**INSTRUCTIONS FOR THE TASK**:
Each line with the word "inner" must appear in the answer, copied from the records.

Collected data:
..............................
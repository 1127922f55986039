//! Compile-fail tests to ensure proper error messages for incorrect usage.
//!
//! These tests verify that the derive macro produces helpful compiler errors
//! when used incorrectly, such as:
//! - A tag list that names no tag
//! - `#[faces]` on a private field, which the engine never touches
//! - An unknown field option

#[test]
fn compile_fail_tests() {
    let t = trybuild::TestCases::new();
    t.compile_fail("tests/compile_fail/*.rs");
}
..............................
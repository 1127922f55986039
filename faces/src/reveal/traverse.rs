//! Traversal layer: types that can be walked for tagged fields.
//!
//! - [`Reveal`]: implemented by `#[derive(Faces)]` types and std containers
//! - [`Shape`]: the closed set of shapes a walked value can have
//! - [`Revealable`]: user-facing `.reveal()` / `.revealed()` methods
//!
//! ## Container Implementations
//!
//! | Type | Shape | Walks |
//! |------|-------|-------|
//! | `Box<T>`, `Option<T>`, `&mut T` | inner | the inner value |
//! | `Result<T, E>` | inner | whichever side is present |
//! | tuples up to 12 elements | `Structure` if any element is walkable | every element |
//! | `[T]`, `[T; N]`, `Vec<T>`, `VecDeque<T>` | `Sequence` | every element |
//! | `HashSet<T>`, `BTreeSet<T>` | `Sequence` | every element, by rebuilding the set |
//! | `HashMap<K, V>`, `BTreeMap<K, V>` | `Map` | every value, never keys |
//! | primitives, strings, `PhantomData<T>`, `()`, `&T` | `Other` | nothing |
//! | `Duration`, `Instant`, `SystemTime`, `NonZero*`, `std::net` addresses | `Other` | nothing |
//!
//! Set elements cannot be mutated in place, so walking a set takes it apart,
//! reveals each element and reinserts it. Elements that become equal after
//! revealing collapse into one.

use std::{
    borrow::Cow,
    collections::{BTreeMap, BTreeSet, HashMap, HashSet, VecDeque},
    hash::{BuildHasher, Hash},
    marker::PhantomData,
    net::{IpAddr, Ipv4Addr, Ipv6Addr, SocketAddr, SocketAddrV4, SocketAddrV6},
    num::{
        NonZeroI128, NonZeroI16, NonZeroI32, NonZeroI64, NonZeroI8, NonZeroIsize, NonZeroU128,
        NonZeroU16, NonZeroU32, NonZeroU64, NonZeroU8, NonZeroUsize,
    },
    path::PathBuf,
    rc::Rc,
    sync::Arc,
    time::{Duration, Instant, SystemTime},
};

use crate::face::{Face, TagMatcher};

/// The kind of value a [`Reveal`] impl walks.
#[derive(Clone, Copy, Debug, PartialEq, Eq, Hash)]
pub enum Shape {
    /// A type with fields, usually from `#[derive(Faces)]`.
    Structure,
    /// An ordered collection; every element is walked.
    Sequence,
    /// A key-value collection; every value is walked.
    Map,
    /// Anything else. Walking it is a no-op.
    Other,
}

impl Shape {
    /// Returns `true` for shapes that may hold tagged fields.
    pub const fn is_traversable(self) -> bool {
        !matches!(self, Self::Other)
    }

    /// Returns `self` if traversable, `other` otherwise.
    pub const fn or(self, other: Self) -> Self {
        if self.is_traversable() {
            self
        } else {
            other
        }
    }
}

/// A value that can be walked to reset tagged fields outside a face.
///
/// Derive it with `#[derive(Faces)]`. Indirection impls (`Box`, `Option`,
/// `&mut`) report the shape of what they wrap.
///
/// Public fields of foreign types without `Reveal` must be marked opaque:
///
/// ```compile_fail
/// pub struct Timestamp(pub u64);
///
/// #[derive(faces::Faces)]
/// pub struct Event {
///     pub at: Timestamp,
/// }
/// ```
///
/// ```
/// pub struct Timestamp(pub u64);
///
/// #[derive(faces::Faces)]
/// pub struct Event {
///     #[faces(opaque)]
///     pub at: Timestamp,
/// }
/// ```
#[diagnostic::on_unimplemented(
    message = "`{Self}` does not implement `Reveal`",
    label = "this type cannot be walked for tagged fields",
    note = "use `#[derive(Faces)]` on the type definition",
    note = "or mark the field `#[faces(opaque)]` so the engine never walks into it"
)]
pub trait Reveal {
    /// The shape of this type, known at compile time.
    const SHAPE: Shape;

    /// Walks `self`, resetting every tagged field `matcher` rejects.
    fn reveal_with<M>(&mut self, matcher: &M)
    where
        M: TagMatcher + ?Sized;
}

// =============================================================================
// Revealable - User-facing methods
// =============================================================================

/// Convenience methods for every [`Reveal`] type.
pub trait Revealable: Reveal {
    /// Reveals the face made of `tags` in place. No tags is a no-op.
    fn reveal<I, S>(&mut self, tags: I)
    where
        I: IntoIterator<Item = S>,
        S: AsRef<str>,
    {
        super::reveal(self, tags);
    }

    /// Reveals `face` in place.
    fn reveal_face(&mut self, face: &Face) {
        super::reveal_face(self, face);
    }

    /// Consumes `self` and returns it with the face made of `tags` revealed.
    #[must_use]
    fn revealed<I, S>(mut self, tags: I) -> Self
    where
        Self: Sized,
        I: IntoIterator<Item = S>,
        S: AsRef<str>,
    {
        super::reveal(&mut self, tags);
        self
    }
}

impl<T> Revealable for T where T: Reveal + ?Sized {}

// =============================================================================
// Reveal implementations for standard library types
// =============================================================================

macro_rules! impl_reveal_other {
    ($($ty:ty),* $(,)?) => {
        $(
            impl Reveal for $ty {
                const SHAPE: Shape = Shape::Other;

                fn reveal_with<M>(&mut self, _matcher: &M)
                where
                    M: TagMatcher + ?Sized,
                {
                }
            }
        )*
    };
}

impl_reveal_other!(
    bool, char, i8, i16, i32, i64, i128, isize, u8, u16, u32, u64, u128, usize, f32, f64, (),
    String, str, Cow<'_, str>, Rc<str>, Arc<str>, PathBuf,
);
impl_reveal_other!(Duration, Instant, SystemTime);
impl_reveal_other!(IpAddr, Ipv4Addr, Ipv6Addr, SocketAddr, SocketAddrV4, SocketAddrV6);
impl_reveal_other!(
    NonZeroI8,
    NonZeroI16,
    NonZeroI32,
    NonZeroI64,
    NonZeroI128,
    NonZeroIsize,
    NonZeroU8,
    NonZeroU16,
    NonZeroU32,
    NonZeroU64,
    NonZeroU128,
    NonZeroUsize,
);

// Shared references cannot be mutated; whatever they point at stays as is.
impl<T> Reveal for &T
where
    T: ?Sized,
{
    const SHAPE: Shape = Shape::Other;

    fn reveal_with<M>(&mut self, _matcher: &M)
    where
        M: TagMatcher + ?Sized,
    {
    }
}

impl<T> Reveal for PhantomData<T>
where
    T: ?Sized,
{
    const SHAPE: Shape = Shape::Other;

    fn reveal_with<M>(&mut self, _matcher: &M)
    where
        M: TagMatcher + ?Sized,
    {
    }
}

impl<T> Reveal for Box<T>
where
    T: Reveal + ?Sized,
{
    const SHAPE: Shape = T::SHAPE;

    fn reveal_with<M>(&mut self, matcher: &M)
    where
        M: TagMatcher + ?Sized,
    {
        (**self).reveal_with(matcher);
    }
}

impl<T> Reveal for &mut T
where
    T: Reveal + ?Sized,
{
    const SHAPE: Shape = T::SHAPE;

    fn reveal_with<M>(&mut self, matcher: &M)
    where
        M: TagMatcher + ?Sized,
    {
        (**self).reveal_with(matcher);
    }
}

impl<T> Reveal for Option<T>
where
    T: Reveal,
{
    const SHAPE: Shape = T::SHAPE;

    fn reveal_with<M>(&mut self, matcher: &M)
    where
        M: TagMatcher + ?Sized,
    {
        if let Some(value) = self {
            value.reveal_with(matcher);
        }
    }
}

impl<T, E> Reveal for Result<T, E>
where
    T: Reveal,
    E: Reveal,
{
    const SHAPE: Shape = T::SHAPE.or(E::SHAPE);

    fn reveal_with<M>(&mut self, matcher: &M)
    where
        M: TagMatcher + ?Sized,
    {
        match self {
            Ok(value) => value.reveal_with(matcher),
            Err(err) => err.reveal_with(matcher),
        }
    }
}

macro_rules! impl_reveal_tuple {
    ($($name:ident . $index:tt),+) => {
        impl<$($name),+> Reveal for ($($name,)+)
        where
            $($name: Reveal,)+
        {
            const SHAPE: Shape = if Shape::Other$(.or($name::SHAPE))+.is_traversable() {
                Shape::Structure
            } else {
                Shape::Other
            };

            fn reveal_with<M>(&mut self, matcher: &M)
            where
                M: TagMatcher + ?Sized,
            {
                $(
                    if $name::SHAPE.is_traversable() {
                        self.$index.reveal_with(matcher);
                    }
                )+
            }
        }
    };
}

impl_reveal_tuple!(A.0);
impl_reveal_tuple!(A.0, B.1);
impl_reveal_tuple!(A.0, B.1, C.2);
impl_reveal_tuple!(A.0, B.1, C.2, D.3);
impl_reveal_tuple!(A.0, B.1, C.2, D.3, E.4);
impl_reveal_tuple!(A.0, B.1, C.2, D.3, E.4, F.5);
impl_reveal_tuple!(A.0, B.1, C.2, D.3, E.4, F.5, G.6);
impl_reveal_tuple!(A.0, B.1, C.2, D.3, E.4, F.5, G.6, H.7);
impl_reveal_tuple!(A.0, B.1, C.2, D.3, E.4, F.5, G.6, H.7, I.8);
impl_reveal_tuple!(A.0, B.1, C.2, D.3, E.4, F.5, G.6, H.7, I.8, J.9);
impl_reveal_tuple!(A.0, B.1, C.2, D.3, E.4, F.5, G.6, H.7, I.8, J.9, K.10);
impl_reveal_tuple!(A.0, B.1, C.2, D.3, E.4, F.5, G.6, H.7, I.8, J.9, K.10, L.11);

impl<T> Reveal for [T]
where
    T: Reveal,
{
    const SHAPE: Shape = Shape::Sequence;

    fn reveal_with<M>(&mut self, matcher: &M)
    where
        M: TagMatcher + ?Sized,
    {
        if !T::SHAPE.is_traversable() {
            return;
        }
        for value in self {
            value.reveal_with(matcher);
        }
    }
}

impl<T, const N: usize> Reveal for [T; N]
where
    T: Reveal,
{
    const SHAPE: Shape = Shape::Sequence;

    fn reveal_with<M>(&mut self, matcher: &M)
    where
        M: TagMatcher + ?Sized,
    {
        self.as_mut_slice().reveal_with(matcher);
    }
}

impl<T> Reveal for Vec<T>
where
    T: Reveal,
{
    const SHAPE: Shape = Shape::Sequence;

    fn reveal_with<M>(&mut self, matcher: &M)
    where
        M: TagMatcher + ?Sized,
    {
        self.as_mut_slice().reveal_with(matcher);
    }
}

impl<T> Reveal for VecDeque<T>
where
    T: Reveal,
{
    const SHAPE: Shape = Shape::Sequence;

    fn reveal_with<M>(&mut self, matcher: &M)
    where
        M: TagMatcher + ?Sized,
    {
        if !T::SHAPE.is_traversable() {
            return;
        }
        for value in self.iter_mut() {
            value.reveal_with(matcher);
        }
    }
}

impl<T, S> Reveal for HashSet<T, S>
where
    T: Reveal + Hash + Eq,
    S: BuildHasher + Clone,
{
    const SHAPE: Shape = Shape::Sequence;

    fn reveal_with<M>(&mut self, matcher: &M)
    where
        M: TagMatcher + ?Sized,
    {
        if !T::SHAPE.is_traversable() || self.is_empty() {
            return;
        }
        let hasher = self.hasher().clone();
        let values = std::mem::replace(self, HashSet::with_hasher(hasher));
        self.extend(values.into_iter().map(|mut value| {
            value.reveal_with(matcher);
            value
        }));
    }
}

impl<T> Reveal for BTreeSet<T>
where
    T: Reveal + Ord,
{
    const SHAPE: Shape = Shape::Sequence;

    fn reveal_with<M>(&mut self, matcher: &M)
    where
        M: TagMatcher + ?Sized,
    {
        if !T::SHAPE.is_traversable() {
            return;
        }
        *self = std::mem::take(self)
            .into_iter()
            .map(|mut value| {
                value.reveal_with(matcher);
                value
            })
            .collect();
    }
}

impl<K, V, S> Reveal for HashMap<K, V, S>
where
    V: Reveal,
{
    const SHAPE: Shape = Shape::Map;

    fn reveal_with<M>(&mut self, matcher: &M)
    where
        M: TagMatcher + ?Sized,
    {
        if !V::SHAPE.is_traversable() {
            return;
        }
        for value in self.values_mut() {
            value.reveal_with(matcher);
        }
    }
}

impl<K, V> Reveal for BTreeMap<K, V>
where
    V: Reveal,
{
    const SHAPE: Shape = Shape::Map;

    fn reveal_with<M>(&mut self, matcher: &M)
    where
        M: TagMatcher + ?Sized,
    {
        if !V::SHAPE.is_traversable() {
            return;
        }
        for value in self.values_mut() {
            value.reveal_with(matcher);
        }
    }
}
..............................
**TASK RESPONSE**:
//! | `Box<T>`, `Option<T>`, `&mut T` | inner | the inner value |
//! | `Result<T, E>` | inner | whichever side is present |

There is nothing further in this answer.